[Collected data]
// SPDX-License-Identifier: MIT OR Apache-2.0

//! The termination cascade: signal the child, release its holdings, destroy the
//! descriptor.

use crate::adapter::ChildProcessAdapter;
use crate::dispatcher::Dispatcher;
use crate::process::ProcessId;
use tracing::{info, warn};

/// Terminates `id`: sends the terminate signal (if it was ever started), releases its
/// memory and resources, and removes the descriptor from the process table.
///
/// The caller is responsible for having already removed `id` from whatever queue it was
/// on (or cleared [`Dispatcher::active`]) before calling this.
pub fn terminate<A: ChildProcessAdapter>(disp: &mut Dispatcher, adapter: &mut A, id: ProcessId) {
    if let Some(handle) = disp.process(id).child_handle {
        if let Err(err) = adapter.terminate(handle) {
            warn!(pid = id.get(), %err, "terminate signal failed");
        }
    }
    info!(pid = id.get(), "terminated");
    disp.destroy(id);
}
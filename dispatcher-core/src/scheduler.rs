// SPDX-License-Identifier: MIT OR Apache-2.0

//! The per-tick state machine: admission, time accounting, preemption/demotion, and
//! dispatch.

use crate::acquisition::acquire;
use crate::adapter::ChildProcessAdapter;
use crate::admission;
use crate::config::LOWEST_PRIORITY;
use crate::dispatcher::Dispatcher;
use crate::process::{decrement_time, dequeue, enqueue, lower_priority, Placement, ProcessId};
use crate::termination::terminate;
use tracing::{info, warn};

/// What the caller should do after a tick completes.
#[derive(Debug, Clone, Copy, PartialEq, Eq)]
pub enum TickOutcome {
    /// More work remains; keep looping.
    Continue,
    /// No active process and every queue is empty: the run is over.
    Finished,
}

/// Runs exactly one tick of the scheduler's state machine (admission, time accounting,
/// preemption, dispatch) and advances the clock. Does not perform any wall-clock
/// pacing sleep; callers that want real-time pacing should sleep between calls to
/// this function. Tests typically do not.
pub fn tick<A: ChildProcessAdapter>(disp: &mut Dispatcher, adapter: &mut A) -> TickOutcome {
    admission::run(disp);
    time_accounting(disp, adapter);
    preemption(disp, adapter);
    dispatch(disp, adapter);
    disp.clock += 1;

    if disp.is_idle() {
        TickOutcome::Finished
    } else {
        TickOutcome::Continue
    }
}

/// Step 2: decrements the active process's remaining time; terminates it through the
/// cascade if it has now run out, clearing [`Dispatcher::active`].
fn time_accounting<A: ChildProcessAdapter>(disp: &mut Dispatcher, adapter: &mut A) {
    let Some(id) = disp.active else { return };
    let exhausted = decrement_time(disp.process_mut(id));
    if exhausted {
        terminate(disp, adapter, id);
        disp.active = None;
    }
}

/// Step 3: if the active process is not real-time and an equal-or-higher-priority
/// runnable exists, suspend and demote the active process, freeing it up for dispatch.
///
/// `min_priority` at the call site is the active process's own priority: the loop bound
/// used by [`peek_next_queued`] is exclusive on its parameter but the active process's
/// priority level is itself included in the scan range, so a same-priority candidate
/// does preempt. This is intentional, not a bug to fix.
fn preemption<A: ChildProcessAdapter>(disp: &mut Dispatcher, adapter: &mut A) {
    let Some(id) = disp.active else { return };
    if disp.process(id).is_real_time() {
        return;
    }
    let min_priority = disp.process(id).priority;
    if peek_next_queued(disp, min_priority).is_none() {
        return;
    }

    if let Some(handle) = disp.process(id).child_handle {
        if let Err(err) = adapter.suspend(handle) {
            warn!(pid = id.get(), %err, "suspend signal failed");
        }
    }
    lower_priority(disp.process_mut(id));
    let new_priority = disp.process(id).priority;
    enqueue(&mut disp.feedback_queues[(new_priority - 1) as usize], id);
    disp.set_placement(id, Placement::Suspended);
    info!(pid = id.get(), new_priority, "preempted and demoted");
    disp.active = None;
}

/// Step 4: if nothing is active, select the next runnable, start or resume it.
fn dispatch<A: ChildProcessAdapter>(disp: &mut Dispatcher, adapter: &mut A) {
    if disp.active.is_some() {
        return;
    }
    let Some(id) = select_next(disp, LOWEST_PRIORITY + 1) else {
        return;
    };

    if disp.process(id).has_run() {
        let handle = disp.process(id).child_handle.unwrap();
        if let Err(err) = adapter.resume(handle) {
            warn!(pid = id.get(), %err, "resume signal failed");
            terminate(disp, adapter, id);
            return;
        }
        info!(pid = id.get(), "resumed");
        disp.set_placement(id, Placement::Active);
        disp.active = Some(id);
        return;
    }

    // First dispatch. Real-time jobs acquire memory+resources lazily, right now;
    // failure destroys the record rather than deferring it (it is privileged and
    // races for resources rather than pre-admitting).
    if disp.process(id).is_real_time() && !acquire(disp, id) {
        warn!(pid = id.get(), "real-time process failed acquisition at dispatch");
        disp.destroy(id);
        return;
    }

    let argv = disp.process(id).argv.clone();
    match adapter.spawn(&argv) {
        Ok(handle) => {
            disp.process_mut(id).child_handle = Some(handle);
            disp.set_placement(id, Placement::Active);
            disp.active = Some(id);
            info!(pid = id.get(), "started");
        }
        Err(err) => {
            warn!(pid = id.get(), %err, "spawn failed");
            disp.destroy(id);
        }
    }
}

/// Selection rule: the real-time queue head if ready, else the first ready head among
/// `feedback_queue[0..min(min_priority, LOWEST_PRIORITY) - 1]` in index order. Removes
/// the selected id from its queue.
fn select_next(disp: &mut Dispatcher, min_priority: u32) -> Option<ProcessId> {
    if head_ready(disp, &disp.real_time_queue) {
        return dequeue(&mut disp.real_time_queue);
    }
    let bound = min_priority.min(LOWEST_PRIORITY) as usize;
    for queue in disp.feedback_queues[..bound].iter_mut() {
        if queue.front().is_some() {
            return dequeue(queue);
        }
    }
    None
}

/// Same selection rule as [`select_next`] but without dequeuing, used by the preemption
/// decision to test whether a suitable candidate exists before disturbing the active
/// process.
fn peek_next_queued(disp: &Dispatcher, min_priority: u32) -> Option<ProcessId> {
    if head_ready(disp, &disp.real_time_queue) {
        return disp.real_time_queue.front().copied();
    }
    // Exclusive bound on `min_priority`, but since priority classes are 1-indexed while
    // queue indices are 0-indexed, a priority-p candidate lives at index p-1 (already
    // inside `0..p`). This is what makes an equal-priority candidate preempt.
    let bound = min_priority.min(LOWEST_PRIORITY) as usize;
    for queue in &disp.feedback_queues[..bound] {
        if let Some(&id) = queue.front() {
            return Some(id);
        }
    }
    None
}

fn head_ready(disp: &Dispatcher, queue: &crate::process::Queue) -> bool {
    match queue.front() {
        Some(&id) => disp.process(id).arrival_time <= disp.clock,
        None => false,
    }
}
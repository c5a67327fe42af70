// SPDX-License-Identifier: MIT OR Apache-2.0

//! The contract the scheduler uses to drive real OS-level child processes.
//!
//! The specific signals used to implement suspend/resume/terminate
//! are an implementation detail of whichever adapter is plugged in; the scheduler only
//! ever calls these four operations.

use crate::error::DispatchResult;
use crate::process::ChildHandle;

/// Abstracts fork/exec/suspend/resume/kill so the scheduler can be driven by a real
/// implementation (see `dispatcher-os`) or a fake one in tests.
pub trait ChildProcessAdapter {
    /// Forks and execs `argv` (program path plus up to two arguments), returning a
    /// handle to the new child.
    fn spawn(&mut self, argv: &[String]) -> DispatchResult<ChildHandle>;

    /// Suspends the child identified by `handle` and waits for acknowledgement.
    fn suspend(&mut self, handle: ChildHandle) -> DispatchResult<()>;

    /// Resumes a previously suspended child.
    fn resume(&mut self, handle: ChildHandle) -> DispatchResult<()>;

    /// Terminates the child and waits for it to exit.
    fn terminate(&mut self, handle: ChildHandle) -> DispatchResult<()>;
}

* **Task brief**
Restate the entries above word for word.

* **Answer below**
// SPDX-License-Identifier: MIT OR Apache-2.0

//! The termination cascade: signal the child, release its holdings, destroy the
//! descriptor.

use crate::adapter::ChildProcessAdapter;
use crate::dispatcher::Dispatcher;
use crate::process::ProcessId;
use tracing::{info, warn};

/// Terminates `id`: sends the terminate signal (if it was ever started), releases its
/// memory and resources, and removes the descriptor from the process table.
///
/// The caller is responsible for having already removed `id` from whatever queue it was
/// on (or cleared [`Dispatcher::active`]) before calling this.
pub fn terminate<A: ChildProcessAdapter>(disp: &mut Dispatcher, adapter: &mut A, id: ProcessId) {
    if let Some(handle) = disp.process(id).child_handle {
        if let Err(err) = adapter.terminate(handle) {
            warn!(pid = id.get(), %err, "terminate signal failed");
        }
    }
    info!(pid = id.get(), "terminated");
    disp.destroy(id);
}
filename dispatcher-core/src/scheduler.rs
// SPDX-License-Identifier: MIT OR Apache-2.0

//! The per-tick state machine: admission, time accounting, preemption/demotion, and
//! dispatch.

use crate::acquisition::acquire;
use crate::adapter::ChildProcessAdapter;
use crate::admission;
use crate::config::LOWEST_PRIORITY;
use crate::dispatcher::Dispatcher;
use crate::process::{decrement_time, dequeue, enqueue, lower_priority, Placement, ProcessId};
use crate::termination::terminate;
use tracing::{info, warn};

/// What the caller should do after a tick completes.
#[derive(Debug, Clone, Copy, PartialEq, Eq)]
pub enum TickOutcome {
    /// More work remains; keep looping.
    Continue,
    /// No active process and every queue is empty: the run is over.
    Finished,
}

/// Runs exactly one tick of the scheduler's state machine (admission, time accounting,
/// preemption, dispatch) and advances the clock. Does not perform any wall-clock
/// pacing sleep; callers that want real-time pacing should sleep between calls to
/// this function. Tests typically do not.
pub fn tick<A: ChildProcessAdapter>(disp: &mut Dispatcher, adapter: &mut A) -> TickOutcome {
    admission::run(disp);
    time_accounting(disp, adapter);
    preemption(disp, adapter);
    dispatch(disp, adapter);
    disp.clock += 1;

    if disp.is_idle() {
        TickOutcome::Finished
    } else {
        TickOutcome::Continue
    }
}

/// Step 2: decrements the active process's remaining time; terminates it through the
/// cascade if it has now run out, clearing [`Dispatcher::active`].
fn time_accounting<A: ChildProcessAdapter>(disp: &mut Dispatcher, adapter: &mut A) {
    let Some(id) = disp.active else { return };
    let exhausted = decrement_time(disp.process_mut(id));
    if exhausted {
        terminate(disp, adapter, id);
        disp.active = None;
    }
}

/// Step 3: if the active process is not real-time and an equal-or-higher-priority
/// runnable exists, suspend and demote the active process, freeing it up for dispatch.
///
/// `min_priority` at the call site is the active process's own priority: the loop bound
/// used by [`peek_next_queued`] is exclusive on its parameter but the active process's
/// priority level is itself included in the scan range, so a same-priority candidate
/// does preempt. This is intentional, not a bug to fix.
fn preemption<A: ChildProcessAdapter>(disp: &mut Dispatcher, adapter: &mut A) {
    let Some(id) = disp.active else { return };
    if disp.process(id).is_real_time() {
        return;
    }
    let min_priority = disp.process(id).priority;
    if peek_next_queued(disp, min_priority).is_none() {
        return;
    }

    if let Some(handle) = disp.process(id).child_handle {
        if let Err(err) = adapter.suspend(handle) {
            warn!(pid = id.get(), %err, "suspend signal failed");
        }
    }
    lower_priority(disp.process_mut(id));
    let new_priority = disp.process(id).priority;
    enqueue(&mut disp.feedback_queues[(new_priority - 1) as usize], id);
    disp.set_placement(id, Placement::Suspended);
    info!(pid = id.get(), new_priority, "preempted and demoted");
    disp.active = None;
}

/// Step 4: if nothing is active, select the next runnable, start or resume it.
fn dispatch<A: ChildProcessAdapter>(disp: &mut Dispatcher, adapter: &mut A) {
    if disp.active.is_some() {
        return;
    }
    let Some(id) = select_next(disp, LOWEST_PRIORITY + 1) else {
        return;
    };

    if disp.process(id).has_run() {
        let handle = disp.process(id).child_handle.unwrap();
        if let Err(err) = adapter.resume(handle) {
            warn!(pid = id.get(), %err, "resume signal failed");
            terminate(disp, adapter, id);
            return;
        }
        info!(pid = id.get(), "resumed");
        disp.set_placement(id, Placement::Active);
        disp.active = Some(id);
        return;
    }

    // First dispatch. Real-time jobs acquire memory+resources lazily, right now;
    // failure destroys the record rather than deferring it (it is privileged and
    // races for resources rather than pre-admitting).
    if disp.process(id).is_real_time() && !acquire(disp, id) {
        warn!(pid = id.get(), "real-time process failed acquisition at dispatch");
        disp.destroy(id);
        return;
    }

    let argv = disp.process(id).argv.clone();
    match adapter.spawn(&argv) {
        Ok(handle) => {
            disp.process_mut(id).child_handle = Some(handle);
            disp.set_placement(id, Placement::Active);
            disp.active = Some(id);
            info!(pid = id.get(), "started");
        }
        Err(err) => {
            warn!(pid = id.get(), %err, "spawn failed");
            disp.destroy(id);
        }
    }
}

/// Selection rule: the real-time queue head if ready, else the first ready head among
/// `feedback_queue[0..min(min_priority, LOWEST_PRIORITY) - 1]` in index order. Removes
/// the selected id from its queue.
fn select_next(disp: &mut Dispatcher, min_priority: u32) -> Option<ProcessId> {
    if head_ready(disp, &disp.real_time_queue) {
        return dequeue(&mut disp.real_time_queue);
    }
    let bound = min_priority.min(LOWEST_PRIORITY) as usize;
    for queue in disp.feedback_queues[..bound].iter_mut() {
        if queue.front().is_some() {
            return dequeue(queue);
        }
    }
    None
}

/// Same selection rule as [`select_next`] but without dequeuing, used by the preemption
/// decision to test whether a suitable candidate exists before disturbing the active
/// process.
fn peek_next_queued(disp: &Dispatcher, min_priority: u32) -> Option<ProcessId> {
    if head_ready(disp, &disp.real_time_queue) {
        return disp.real_time_queue.front().copied();
    }
    // Exclusive bound on `min_priority`, but since priority classes are 1-indexed while
    // queue indices are 0-indexed, a priority-p candidate lives at index p-1 (already
    // inside `0..p`). This is what makes an equal-priority candidate preempt.
    let bound = min_priority.min(LOWEST_PRIORITY) as usize;
    for queue in &disp.feedback_queues[..bound] {
        if let Some(&id) = queue.front() {
            return Some(id);
        }
    }
    None
}

fn head_ready(disp: &Dispatcher, queue: &crate::process::Queue) -> bool {
    match queue.front() {
        Some(&id) => disp.process(id).arrival_time <= disp.clock,
        None => false,
    }
}
repository c5a67327fe42af70
// SPDX-License-Identifier: MIT OR Apache-2.0

//! The contract the scheduler uses to drive real OS-level child processes.
//!
//! The specific signals used to implement suspend/resume/terminate
//! are an implementation detail of whichever adapter is plugged in; the scheduler only
//! ever calls these four operations.

use crate::error::DispatchResult;
use crate::process::ChildHandle;

/// Abstracts fork/exec/suspend/resume/kill so the scheduler can be driven by a real
/// implementation (see `dispatcher-os`) or a fake one in tests.
pub trait ChildProcessAdapter {
    /// Forks and execs `argv` (program path plus up to two arguments), returning a
    /// handle to the new child.
    fn spawn(&mut self, argv: &[String]) -> DispatchResult<ChildHandle>;

    /// Suspends the child identified by `handle` and waits for acknowledgement.
    fn suspend(&mut self, handle: ChildHandle) -> DispatchResult<()>;

    /// Resumes a previously suspended child.
    fn resume(&mut self, handle: ChildHandle) -> DispatchResult<()>;

    /// Terminates the child and waits for it to exit.
    fn terminate(&mut self, handle: ChildHandle) -> DispatchResult<()>;
}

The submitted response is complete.